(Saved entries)

---*---

//! End-to-end tests over synthetic documents built in memory.

#![allow(clippy::unwrap_used)]

use std::sync::{Arc, Mutex};

use async_trait::async_trait;
use image::RgbImage;
use lopdf::{Document, Object, Stream};
use tempfile::tempdir;

use translayout_core::mode::select_mode;
use translayout_core::ocr::OcrEngine;
use translayout_core::pdf::PdfDocument;
use translayout_core::region::{BoundingBox, Formatting, OcrRegion};
use translayout_core::translate::TranslationBackend;
use translayout_core::{AppConfig, DocumentTranslator, Error, Lang, ProcessingMode};

/// Build a PDF where each inner slice is one page of text lines.
fn build_text_pdf(pages: &[&[&str]]) -> Vec<u8> {
    let mut doc = Document::with_version("1.5");
    let page_tree_id = doc.new_object_id();

    let font_id = doc.add_object(lopdf::Dictionary::from_iter([
        ("Type", Object::Name(b"Font".to_vec())),
        ("Subtype", Object::Name(b"Type1".to_vec())),
        ("BaseFont", Object::Name(b"Helvetica".to_vec())),
    ]));

    let resources_id = doc.add_object(lopdf::Dictionary::from_iter([(
        "Font",
        Object::Dictionary(lopdf::Dictionary::from_iter([(
            "F1",
            Object::Reference(font_id),
        )])),
    )]));

    let mut kids = Vec::new();

    for lines in pages {
        let mut content = String::new();
        let mut y = 700;
        for line in *lines {
            content.push_str("BT\n/F1 12 Tf\n");
            content.push_str(&format!("72 {y} Td\n({line}) Tj\nET\n"));
            y -= 20;
        }

        let content_id = doc.add_object(Stream::new(
            lopdf::Dictionary::new(),
            content.into_bytes(),
        ));

        let page_id = doc.add_object(lopdf::Dictionary::from_iter([
            ("Type", Object::Name(b"Page".to_vec())),
            ("Parent", Object::Reference(page_tree_id)),
            ("Contents", Object::Reference(content_id)),
            ("Resources", Object::Reference(resources_id)),
            (
                "MediaBox",
                Object::Array(vec![0.into(), 0.into(), 612.into(), 792.into()]),
            ),
        ]));
        kids.push(Object::Reference(page_id));
    }

    let count = i64::try_from(kids.len()).unwrap();
    let page_tree = lopdf::Dictionary::from_iter([
        ("Type", Object::Name(b"Pages".to_vec())),
        ("Kids", Object::Array(kids)),
        ("Count", Object::Integer(count)),
    ]);
    doc.objects
        .insert(page_tree_id, Object::Dictionary(page_tree));

    let catalog_id = doc.add_object(lopdf::Dictionary::from_iter([
        ("Type", Object::Name(b"Catalog".to_vec())),
        ("Pages", Object::Reference(page_tree_id)),
    ]));
    doc.trailer.set("Root", Object::Reference(catalog_id));

    let mut output = Vec::new();
    doc.save_to(&mut output).unwrap();
    output
}

/// A page of prose long enough to pass the native-mode text threshold.
const PROSE: &[&str] = &[
    "The quick brown fox jumps over the lazy dog near the riverbank today.",
    "Reports from the northern region describe steady improvement in trade.",
    "Each chapter of the manual covers one subsystem in considerable depth.",
];

fn blank_pdf(page_count: usize) -> Vec<u8> {
    let pages: Vec<&[&str]> = (0..page_count).map(|_| &[][..]).collect();
    build_text_pdf(&pages)
}

fn prose_pdf(page_count: usize) -> Vec<u8> {
    let pages: Vec<&[&str]> = (0..page_count).map(|_| PROSE).collect();
    build_text_pdf(&pages)
}

struct MockBackend;

#[async_trait]
impl TranslationBackend for MockBackend {
    fn name(&self) -> &'static str {
        "mock"
    }

    async fn translate_batch(
        &self,
        texts: &[String],
        _source: &Lang,
        _target: &Lang,
    ) -> translayout_core::Result<Vec<String>> {
        Ok(texts.iter().map(|t| format!("tr:{t}")).collect())
    }

    async fn translate(
        &self,
        text: &str,
        _source: &Lang,
        _target: &Lang,
    ) -> translayout_core::Result<String> {
        Ok(format!("tr:{text}"))
    }
}

/// OCR stub reporting one text region per page.
struct MockOcr;

#[async_trait]
impl OcrEngine for MockOcr {
    async fn recognize(
        &self,
        pages: &[RgbImage],
    ) -> translayout_core::Result<Vec<Vec<OcrRegion>>> {
        Ok(pages
            .iter()
            .map(|_| {
                vec![OcrRegion {
                    text: "detected heading".to_string(),
                    bbox: BoundingBox::new(100.0, 100.0, 500.0, 140.0),
                    polygon: vec![],
                    confidence: 0.97,
                    formatting: Formatting::default(),
                }]
            })
            .collect())
    }
}

fn translator(config: AppConfig) -> DocumentTranslator {
    DocumentTranslator::with_services(config, Arc::new(MockBackend), Arc::new(MockOcr))
}

#[test]
fn test_mode_native_for_text_pdf() {
    let doc = PdfDocument::from_bytes(prose_pdf(3)).unwrap();
    assert_eq!(select_mode(&doc).unwrap(), ProcessingMode::Native);
}

#[test]
fn test_mode_raster_for_blank_pdf() {
    let doc = PdfDocument::from_bytes(blank_pdf(3)).unwrap();
    assert_eq!(select_mode(&doc).unwrap(), ProcessingMode::Raster);
}

#[test]
fn test_mode_majority_vote() {
    // One text page among three blanks: raster wins
    let pages: Vec<&[&str]> = vec![PROSE, &[], &[], &[]];
    let doc = PdfDocument::from_bytes(build_text_pdf(&pages)).unwrap();
    assert_eq!(select_mode(&doc).unwrap(), ProcessingMode::Raster);
}

#[tokio::test]
async fn test_native_end_to_end() {
    let dir = tempdir().unwrap();
    let input = dir.path().join("input.pdf");
    let output = dir.path().join("output.pdf");
    std::fs::write(&input, prose_pdf(2)).unwrap();

    translator(AppConfig::default())
        .translate_file(&input, &output, "all")
        .await
        .unwrap();

    let result = Document::load(&output).unwrap();
    assert_eq!(result.get_pages().len(), 2);
}

#[tokio::test]
async fn test_native_page_subset_keeps_other_pages() {
    let dir = tempdir().unwrap();
    let input = dir.path().join("input.pdf");
    let output = dir.path().join("output.pdf");
    std::fs::write(&input, prose_pdf(3)).unwrap();

    translator(AppConfig::default())
        .translate_file(&input, &output, "2")
        .await
        .unwrap();

    // Untranslated pages survive in the output document
    let result = Document::load(&output).unwrap();
    assert_eq!(result.get_pages().len(), 3);
}

#[tokio::test]
async fn test_raster_end_to_end() {
    let dir = tempdir().unwrap();
    let input = dir.path().join("input.pdf");
    let output = dir.path().join("output.pdf");
    std::fs::write(&input, blank_pdf(2)).unwrap();

    // Low DPI keeps the test fast
    let config = AppConfig {
        dpi: 72,
        ..AppConfig::default()
    };

    translator(config)
        .translate_file(&input, &output, "all")
        .await
        .unwrap();

    let result = Document::load(&output).unwrap();
    assert_eq!(result.get_pages().len(), 2);
}

#[tokio::test]
async fn test_out_of_range_pages_error() {
    let dir = tempdir().unwrap();
    let input = dir.path().join("input.pdf");
    let output = dir.path().join("output.pdf");
    std::fs::write(&input, prose_pdf(1)).unwrap();

    let result = translator(AppConfig::default())
        .translate_file(&input, &output, "99")
        .await;

    assert!(matches!(result, Err(Error::NoValidPages)));
    assert!(!output.exists());
}

#[tokio::test]
async fn test_progress_stage_sequence_native() {
    let dir = tempdir().unwrap();
    let input = dir.path().join("input.pdf");
    let output = dir.path().join("output.pdf");
    std::fs::write(&input, prose_pdf(1)).unwrap();

    let stages: Arc<Mutex<Vec<(String, usize, usize)>>> = Arc::new(Mutex::new(Vec::new()));
    let sink = Arc::clone(&stages);

    translator(AppConfig::default())
        .on_progress(Box::new(move |stage, current, total| {
            sink.lock().unwrap().push((stage.to_string(), current, total));
        }))
        .translate_file(&input, &output, "all")
        .await
        .unwrap();

    let stages = stages.lock().unwrap();
    let names: Vec<&str> = stages.iter().map(|(s, _, _)| s.as_str()).collect();
    assert_eq!(
        names,
        vec!["Extracting text", "Translating", "Saving PDF", "Done"]
    );
    assert_eq!(stages.first().unwrap().2, 3);
    assert_eq!(stages.last().unwrap().1, 3);
}

#[tokio::test]
async fn test_progress_stage_sequence_raster() {
    let dir = tempdir().unwrap();
    let input = dir.path().join("input.pdf");
    let output = dir.path().join("output.pdf");
    std::fs::write(&input, blank_pdf(1)).unwrap();

    let stages: Arc<Mutex<Vec<String>>> = Arc::new(Mutex::new(Vec::new()));
    let sink = Arc::clone(&stages);

    let config = AppConfig {
        dpi: 72,
        ..AppConfig::default()
    };

    translator(config)
        .on_progress(Box::new(move |stage, _, _| {
            sink.lock().unwrap().push(stage.to_string());
        }))
        .translate_file(&input, &output, "all")
        .await
        .unwrap();

    let stages = stages.lock().unwrap();
    assert_eq!(
        *stages,
        vec!["Converting PDF", "Running OCR", "Translating", "Saving PDF", "Done"]
    );
}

---*---

Task prompt:
Search the entries above for "names". Show every line that has it.

Response to this task:
    let names: Vec<&str> = stages.iter().map(|(s, _, _)| s.as_str()).collect();
        names,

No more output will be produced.